Records contained in a dataset:
----------------

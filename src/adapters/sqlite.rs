//! SQLite document store for library records.
//!
//! One row per record: the id as primary key and the full record as JSON.
//! Opening a file-backed store takes an exclusive advisory lock next to the
//! database so only one process owns the library at a time.

use std::fs::{self, File, OpenOptions};
use std::io;
use std::path::{Path, PathBuf};
use std::sync::{Arc, Mutex, MutexGuard};

use async_trait::async_trait;
use chrono::Utc;
use fs2::FileExt;
use rusqlite::{params, Connection};
use tracing::{debug, info};

use super::backup::BackupPolicy;
use super::Backend;
use crate::domain::Metadata;

const SCHEMA_SQL: &str = "
CREATE TABLE IF NOT EXISTS library (
    id TEXT PRIMARY KEY NOT NULL,
    body TEXT NOT NULL,
    updated_at TEXT NOT NULL
);
";

fn sql_err(e: rusqlite::Error) -> io::Error {
    io::Error::other(e)
}

/// Record store backed by a SQLite database
pub struct SqliteBackend {
    /// Shared with the blocking pool for each statement
    conn: Arc<Mutex<Connection>>,

    /// Database file (`None` for in-memory stores)
    path: Option<PathBuf>,

    /// Held for the lifetime of the backend; released on drop
    _lock: Option<File>,
}

impl SqliteBackend {
    /// Open or create the database at `path`, backing up the existing
    /// file first when a policy is given.
    pub fn open(path: &Path, backups: Option<&BackupPolicy>) -> io::Result<Self> {
        if let Some(parent) = path.parent() {
            fs::create_dir_all(parent)?;
        }

        let lock = Self::acquire_lock(path)?;

        if let Some(policy) = backups {
            policy.backup(path)?;
        }

        let conn = Connection::open(path).map_err(sql_err)?;
        conn.execute_batch("PRAGMA journal_mode=WAL;")
            .map_err(sql_err)?;
        conn.execute_batch(SCHEMA_SQL).map_err(sql_err)?;

        info!("Opened library database: {}", path.display());

        Ok(Self {
            conn: Arc::new(Mutex::new(conn)),
            path: Some(path.to_path_buf()),
            _lock: Some(lock),
        })
    }

    /// Open a private in-memory database
    pub fn open_in_memory() -> io::Result<Self> {
        let conn = Connection::open_in_memory().map_err(sql_err)?;
        conn.execute_batch(SCHEMA_SQL).map_err(sql_err)?;
        Ok(Self {
            conn: Arc::new(Mutex::new(conn)),
            path: None,
            _lock: None,
        })
    }

    pub fn path(&self) -> Option<&Path> {
        self.path.as_deref()
    }

    fn acquire_lock(path: &Path) -> io::Result<File> {
        let lock_path = path.with_extension("lock");
        let file = OpenOptions::new()
            .create(true)
            .truncate(false)
            .write(true)
            .open(&lock_path)?;

        file.try_lock_exclusive().map_err(|e| {
            io::Error::new(
                io::ErrorKind::WouldBlock,
                format!(
                    "Library {} is already in use by another process: {}",
                    path.display(),
                    e
                ),
            )
        })?;

        Ok(file)
    }

    /// Run `work` against the connection off the async runtime
    async fn with_conn<T, F>(&self, work: F) -> io::Result<T>
    where
        T: Send + 'static,
        F: FnOnce(&Connection) -> io::Result<T> + Send + 'static,
    {
        let conn = Arc::clone(&self.conn);
        tokio::task::spawn_blocking(move || work(&lock(&conn)))
            .await
            .map_err(io::Error::other)?
    }
}

fn lock(conn: &Mutex<Connection>) -> MutexGuard<'_, Connection> {
    conn.lock().unwrap_or_else(|e| e.into_inner())
}

#[async_trait]
impl Backend for SqliteBackend {
    fn name(&self) -> &str {
        "sqlite"
    }

    async fn load_all(&self) -> io::Result<Vec<Metadata>> {
        let records = self
            .with_conn(|conn| {
                let mut stmt = conn
                    .prepare("SELECT id, body FROM library ORDER BY id")
                    .map_err(sql_err)?;
                let rows = stmt
                    .query_map([], |row| Ok((row.get::<_, String>(0)?, row.get::<_, String>(1)?)))
                    .map_err(sql_err)?;

                let mut records = Vec::new();
                for row in rows {
                    let (id, body) = row.map_err(sql_err)?;
                    let record: Metadata = serde_json::from_str(&body).map_err(|e| {
                        io::Error::new(
                            io::ErrorKind::InvalidData,
                            format!("Failed to parse stored metadata {}: {}", id, e),
                        )
                    })?;
                    records.push(record);
                }
                Ok(records)
            })
            .await?;

        debug!(count = records.len(), "Loaded records from sqlite");
        Ok(records)
    }

    async fn save(&self, record: &Metadata) -> io::Result<()> {
        let body = serde_json::to_string(record)?;
        let id = record.id.clone();
        self.with_conn(move |conn| {
            conn.execute(
                "INSERT INTO library (id, body, updated_at) VALUES (?1, ?2, ?3)
                 ON CONFLICT(id) DO UPDATE SET
                     body = excluded.body,
                     updated_at = excluded.updated_at",
                params![id, body, Utc::now().to_rfc3339()],
            )
            .map_err(sql_err)
        })
        .await?;
        debug!(id = %record.id, "Saved record");
        Ok(())
    }

    async fn delete(&self, id: &str) -> io::Result<bool> {
        let key = id.to_string();
        let removed = self
            .with_conn(move |conn| {
                conn.execute("DELETE FROM library WHERE id = ?1", params![key])
                    .map_err(sql_err)
            })
            .await?;
        debug!(id, removed, "Deleted record");
        Ok(removed > 0)
    }
}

----------------

What to produce:
Wherever a line of the data above contains "BackupPolicy", copy that line.

Solved problem:
use super::backup::BackupPolicy;
    pub fn open(path: &Path, backups: Option<&BackupPolicy>) -> io::Result<Self> {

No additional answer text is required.